June 4, 2023

KITAAB

Connecting Asian writers with global readers

The Lure of the Written Word: Interview with Kunal Basu

2 min read

By Pallavi Narayan

Kunal BasuKunal Basu exudes warmth as one listens to him speak about his work privately or on stage. Even over email, I feel connected with this affable author of historical fiction whose writing encompasses disparate subjects with seeming ease. His first novel, The Opium Clerk, is set in the time of the Indian Mutiny of 1857. The Miniaturist transports the reader to the landscape of the court painters of the Mughals in the sixteenth century. Racists, a novel set in the Victorian period, deals with two infants—one black and the other white—left to grow up on a deserted island and prove, definitively, the superiority of race, was nominated for the Crossword Book Awards in 2006. Lisbon and Peking of the late nineteenth century dance in vivid description woven into the narrative in The Yellow Emperor’s Cure, which delves into traditional Chinese healing techniques versus Western medicine. His recent novel Kalkatta draws the reader into the shadowy everyday life of the gigolo in the crumbling Kolkata of migrants set against the glittering city of the elite, established Kalkatta-wallahs. The critically acclaimed film The Japanese Wife is based on the title story of his collection of short stories.

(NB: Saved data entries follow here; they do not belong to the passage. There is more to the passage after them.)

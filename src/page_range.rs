use serde::Serialize;

/// Smallest budget that still fits first, ellipsis, current, ellipsis, last.
/// Below it only the current page is shown once the pages overflow.
pub const MIN_BUTTONS: u32 = 5;

#[derive(Debug, Clone, Copy, PartialEq, Eq, Serialize)]
#[serde(tag = "kind", content = "number", rename_all = "lowercase")]
pub enum PageEntry {
    Page(u32),
    Ellipsis,
}

/// Button budget depending on how wide the client viewport is.
#[derive(Debug, Clone, Copy, PartialEq, Eq)]
pub struct ButtonBudget {
    pub wide: u32,
    pub narrow: u32,
    pub narrow_breakpoint: u32,
}

impl Default for ButtonBudget {
    fn default() -> Self {
        ButtonBudget {
            wide: 7,
            narrow: 5,
            narrow_breakpoint: 768,
        }
    }
}

impl ButtonBudget {
    /// Unknown widths get the wide budget.
    pub fn for_width(&self, width: Option<u32>) -> u32 {
        match width {
            Some(w) if w < self.narrow_breakpoint => self.narrow,
            _ => self.wide,
        }
    }
}

/// Computes the page controls to show for `cur_page` out of `total_pages`,
/// using at most `max_buttons` entries (ellipses included).
///
/// `cur_page` is clamped into `[1, total_pages]`. Budgets smaller than
/// [`MIN_BUTTONS`] cannot fit both ends around the current page, so they get
/// the current page alone (nothing for a zero budget).
pub fn page_range(cur_page: u32, total_pages: u32, max_buttons: u32) -> Vec<PageEntry> {
    if total_pages == 0 || max_buttons == 0 {
        return vec![];
    }

    if total_pages <= max_buttons {
        return (1..=total_pages).map(PageEntry::Page).collect();
    }

    let cur_page = cur_page.clamp(1, total_pages);
    if max_buttons < MIN_BUTTONS {
        return vec![PageEntry::Page(cur_page)];
    }

    // First, last and two ellipses are fixed, the rest is the window
    let window = max_buttons - 4;
    let left = cur_page.saturating_sub((window - 1) / 2).max(1);
    let right = left + window - 1;

    let mut entries = Vec::with_capacity(max_buttons as usize);

    if left <= 3 {
        // Pinned to the start: 1..=max-2, then the tail
        entries.extend((1..=max_buttons - 2).map(PageEntry::Page));
        entries.push(PageEntry::Ellipsis);
        entries.push(PageEntry::Page(total_pages));
    } else if right + 2 >= total_pages {
        entries.push(PageEntry::Page(1));
        entries.push(PageEntry::Ellipsis);
        entries.extend((total_pages - (max_buttons - 3)..=total_pages).map(PageEntry::Page));
    } else {
        entries.push(PageEntry::Page(1));
        entries.push(PageEntry::Ellipsis);
        entries.extend((left..=right).map(PageEntry::Page));
        entries.push(PageEntry::Ellipsis);
        entries.push(PageEntry::Page(total_pages));
    }

    entries
}
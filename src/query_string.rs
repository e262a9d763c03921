use std::collections::HashMap;

#[derive(PartialEq, Debug)]
pub struct QueryString {
    items: HashMap<String, String>,
}

impl QueryString {
    pub fn from(buf: &str) -> Self {
        let vs: Vec<(String, String)> = serde_urlencoded::from_str(buf).unwrap_or_else(|_| vec![]);
        let items: HashMap<String, String> = vs.into_iter().collect();

        QueryString {
            items,
        }
    }

    fn get_number(&self, key: &str) -> Option<u32> {
        self.items.get(key).and_then(|val| val.trim().parse().ok())
    }

    /// Requested page; anything missing or unparsable is page 1.
    pub fn get_page(&self) -> u32 {
        match self.get_number("page") {
            Some(0) | None => 1,
            Some(page) => page,
        }
    }

    pub fn get_width(&self) -> Option<u32> {
        self.get_number("width").filter(|w| *w > 0)
    }

    pub fn get_query(&self) -> &str {
        self.items.get("q").map(String::as_str).unwrap_or("")
    }
}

In elegant, descriptive prose, Basu transforms the strange into the familiar. A teaching and research fellow at the University of Oxford, he has published extensively in the areas of branding, marketing, consumer behaviour and advertising. He identifies most closely, however, with his fiction, in the writing of which, he asserts, he connects with the world.

What moves you to write?

The lure of the written word, I suppose. Having grown up with a mother who was an author and a publisher father, I was infected very early. As a voracious reader, I marvel entering an author’s mind and deciphering the thrill of creativity. Personally, I find nothing more exciting than this inward journey. Also, it’s the only way I know to connect with the world around me—both the euphoria and the disenchantments of life—raising my pen against injustice and inequality, or to celebrate the marvels of humanity.